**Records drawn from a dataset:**
--- START ---
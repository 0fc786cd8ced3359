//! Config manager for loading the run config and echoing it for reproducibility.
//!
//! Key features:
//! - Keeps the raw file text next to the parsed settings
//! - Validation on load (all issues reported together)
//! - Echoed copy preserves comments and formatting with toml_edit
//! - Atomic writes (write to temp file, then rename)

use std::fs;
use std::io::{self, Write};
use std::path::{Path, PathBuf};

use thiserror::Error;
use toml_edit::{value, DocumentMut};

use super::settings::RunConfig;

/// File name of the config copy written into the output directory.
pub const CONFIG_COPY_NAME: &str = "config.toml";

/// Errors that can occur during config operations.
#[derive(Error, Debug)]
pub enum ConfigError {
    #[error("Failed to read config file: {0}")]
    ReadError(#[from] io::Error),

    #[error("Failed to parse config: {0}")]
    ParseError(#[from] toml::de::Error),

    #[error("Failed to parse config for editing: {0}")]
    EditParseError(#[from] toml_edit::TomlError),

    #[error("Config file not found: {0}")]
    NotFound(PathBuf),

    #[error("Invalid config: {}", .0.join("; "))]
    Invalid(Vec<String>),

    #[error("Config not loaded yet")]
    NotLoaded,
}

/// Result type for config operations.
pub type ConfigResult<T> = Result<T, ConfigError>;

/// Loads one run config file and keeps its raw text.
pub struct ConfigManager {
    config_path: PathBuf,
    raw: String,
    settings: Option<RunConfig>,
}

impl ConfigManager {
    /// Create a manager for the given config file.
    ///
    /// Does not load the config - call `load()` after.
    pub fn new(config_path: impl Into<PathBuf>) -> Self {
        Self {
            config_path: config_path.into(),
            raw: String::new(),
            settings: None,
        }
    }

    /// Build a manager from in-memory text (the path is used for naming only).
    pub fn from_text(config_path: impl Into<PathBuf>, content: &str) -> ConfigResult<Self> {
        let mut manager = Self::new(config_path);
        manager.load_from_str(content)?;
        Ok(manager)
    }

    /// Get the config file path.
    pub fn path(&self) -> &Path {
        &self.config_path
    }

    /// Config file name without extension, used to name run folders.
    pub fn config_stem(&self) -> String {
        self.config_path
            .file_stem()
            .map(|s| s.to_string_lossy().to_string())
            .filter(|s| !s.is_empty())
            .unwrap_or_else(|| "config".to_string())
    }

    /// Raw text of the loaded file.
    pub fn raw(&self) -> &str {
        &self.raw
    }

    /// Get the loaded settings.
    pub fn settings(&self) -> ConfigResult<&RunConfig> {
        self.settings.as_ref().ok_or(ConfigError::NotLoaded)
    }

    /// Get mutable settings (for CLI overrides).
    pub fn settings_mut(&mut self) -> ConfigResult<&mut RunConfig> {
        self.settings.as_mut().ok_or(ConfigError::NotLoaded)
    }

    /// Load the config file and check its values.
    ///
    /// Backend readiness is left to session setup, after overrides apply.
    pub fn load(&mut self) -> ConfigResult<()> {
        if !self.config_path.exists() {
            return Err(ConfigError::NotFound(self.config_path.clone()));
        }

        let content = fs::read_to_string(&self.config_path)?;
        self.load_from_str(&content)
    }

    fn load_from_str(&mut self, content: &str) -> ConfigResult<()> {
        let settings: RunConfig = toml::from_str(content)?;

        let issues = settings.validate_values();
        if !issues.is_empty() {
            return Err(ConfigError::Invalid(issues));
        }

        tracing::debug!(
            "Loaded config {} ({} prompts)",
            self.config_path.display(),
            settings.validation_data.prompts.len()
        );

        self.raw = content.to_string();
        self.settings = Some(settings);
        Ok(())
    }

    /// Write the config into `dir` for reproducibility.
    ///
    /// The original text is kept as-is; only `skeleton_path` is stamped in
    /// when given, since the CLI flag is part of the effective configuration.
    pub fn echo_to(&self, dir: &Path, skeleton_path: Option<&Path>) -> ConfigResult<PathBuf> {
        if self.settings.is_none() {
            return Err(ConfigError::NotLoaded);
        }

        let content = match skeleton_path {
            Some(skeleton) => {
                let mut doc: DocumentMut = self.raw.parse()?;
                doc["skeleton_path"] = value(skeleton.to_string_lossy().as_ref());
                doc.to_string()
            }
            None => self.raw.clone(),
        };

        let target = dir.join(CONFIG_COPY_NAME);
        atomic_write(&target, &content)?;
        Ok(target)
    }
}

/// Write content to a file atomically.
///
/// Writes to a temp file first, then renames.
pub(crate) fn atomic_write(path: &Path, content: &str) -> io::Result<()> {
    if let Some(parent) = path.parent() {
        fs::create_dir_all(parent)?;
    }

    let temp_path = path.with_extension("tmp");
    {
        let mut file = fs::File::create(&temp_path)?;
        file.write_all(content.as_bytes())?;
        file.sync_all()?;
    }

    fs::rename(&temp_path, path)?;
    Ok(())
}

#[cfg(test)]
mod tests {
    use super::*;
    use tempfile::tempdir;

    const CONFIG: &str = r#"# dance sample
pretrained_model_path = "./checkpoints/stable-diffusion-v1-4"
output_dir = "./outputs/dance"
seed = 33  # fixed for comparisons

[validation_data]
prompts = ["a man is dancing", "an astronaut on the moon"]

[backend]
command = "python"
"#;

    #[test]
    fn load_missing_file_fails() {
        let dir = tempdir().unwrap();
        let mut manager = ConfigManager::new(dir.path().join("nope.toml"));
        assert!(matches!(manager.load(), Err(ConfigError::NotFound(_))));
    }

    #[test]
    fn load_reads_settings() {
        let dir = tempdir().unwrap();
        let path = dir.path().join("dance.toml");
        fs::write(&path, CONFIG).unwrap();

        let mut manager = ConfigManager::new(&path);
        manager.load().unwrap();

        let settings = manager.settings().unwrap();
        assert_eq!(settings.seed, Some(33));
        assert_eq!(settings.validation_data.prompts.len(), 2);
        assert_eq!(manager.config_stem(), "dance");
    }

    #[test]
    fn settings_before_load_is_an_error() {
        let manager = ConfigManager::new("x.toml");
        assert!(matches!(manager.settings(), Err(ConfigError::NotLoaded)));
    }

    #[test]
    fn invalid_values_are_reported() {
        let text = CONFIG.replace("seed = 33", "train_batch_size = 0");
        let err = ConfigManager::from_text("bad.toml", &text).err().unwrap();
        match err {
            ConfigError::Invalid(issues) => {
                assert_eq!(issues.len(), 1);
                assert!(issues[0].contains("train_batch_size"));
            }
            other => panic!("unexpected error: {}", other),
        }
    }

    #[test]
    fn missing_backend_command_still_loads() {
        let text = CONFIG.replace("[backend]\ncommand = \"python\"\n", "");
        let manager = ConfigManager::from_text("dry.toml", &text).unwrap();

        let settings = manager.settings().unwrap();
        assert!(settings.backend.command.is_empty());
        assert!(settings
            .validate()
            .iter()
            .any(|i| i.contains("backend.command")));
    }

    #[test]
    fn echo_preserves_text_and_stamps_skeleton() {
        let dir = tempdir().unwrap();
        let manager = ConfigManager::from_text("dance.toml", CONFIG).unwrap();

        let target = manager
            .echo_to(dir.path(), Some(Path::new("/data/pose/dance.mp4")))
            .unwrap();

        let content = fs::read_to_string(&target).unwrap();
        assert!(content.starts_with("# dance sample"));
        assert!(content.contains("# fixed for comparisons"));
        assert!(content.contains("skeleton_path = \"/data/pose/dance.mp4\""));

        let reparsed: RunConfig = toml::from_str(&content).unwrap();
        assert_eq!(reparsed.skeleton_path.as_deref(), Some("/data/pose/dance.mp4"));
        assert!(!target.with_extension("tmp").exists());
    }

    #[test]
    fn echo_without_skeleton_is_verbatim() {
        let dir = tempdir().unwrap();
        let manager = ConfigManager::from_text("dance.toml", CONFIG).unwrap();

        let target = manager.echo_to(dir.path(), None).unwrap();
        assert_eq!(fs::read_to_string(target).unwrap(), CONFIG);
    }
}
--- END ---
**TASK OBJECTIVE:**
All lines above with the word "impl" need to be reported.

**RESULT OF THE TASK:**
impl ConfigManager {
    pub fn new(config_path: impl Into<PathBuf>) -> Self {
    pub fn from_text(config_path: impl Into<PathBuf>, content: &str) -> ConfigResult<Self> {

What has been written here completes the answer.